● Problem requirements: Repeat each record word for word.

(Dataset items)
use anyhow::Result;
use tracing_subscriber::{EnvFilter, Layer, fmt, layer::SubscriberExt, util::SubscriberInitExt};

/// Initialize tracing
///
/// - Structured JSON logging when `ENVIRONMENT=production`
/// - Console logging otherwise
/// - `RUST_LOG` overrides the configured level
pub fn init_observability(service_name: &str, service_version: &str, log_level: &str) -> Result<()> {
    let env_filter =
        EnvFilter::try_from_default_env().unwrap_or_else(|_| EnvFilter::new(log_level));

    let is_production = std::env::var("ENVIRONMENT")
        .map(|env| env == "production")
        .unwrap_or(false);

    if is_production {
        tracing_subscriber::registry()
            .with(fmt::layer().json().with_filter(env_filter))
            .try_init()?;
    } else {
        tracing_subscriber::registry()
            .with(
                fmt::layer()
                    .with_target(true)
                    .with_thread_ids(true)
                    .with_line_number(true)
                    .with_filter(env_filter),
            )
            .try_init()?;
    }

    tracing::info!(
        service.name = service_name,
        service.version = service_version,
        "Observability initialized"
    );

    Ok(())
}

#[cfg(test)]
mod tests {
    use super::*;

    #[test]
    fn test_second_init_fails() {
        // Whichever call runs first installs the global subscriber.
        let _ = init_observability("test-service", "0.1.0", "debug");

        assert!(init_observability("test-service", "0.1.0", "debug").is_err());
    }
}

● Written reply:
use anyhow::Result;
use tracing_subscriber::{EnvFilter, Layer, fmt, layer::SubscriberExt, util::SubscriberInitExt};

/// Initialize tracing
///
/// - Structured JSON logging when `ENVIRONMENT=production`
/// - Console logging otherwise
/// - `RUST_LOG` overrides the configured level
pub fn init_observability(service_name: &str, service_version: &str, log_level: &str) -> Result<()> {
    let env_filter =
        EnvFilter::try_from_default_env().unwrap_or_else(|_| EnvFilter::new(log_level));

    let is_production = std::env::var("ENVIRONMENT")
        .map(|env| env == "production")
        .unwrap_or(false);

    if is_production {
        tracing_subscriber::registry()
            .with(fmt::layer().json().with_filter(env_filter))
            .try_init()?;
    } else {
        tracing_subscriber::registry()
            .with(
                fmt::layer()
                    .with_target(true)
                    .with_thread_ids(true)
                    .with_line_number(true)
                    .with_filter(env_filter),
            )
            .try_init()?;
    }

    tracing::info!(
        service.name = service_name,
        service.version = service_version,
        "Observability initialized"
    );

    Ok(())
}

#[cfg(test)]
mod tests {
    use super::*;

    #[test]
    fn test_second_init_fails() {
        // Whichever call runs first installs the global subscriber.
        let _ = init_observability("test-service", "0.1.0", "debug");

        assert!(init_observability("test-service", "0.1.0", "debug").is_err());
    }
}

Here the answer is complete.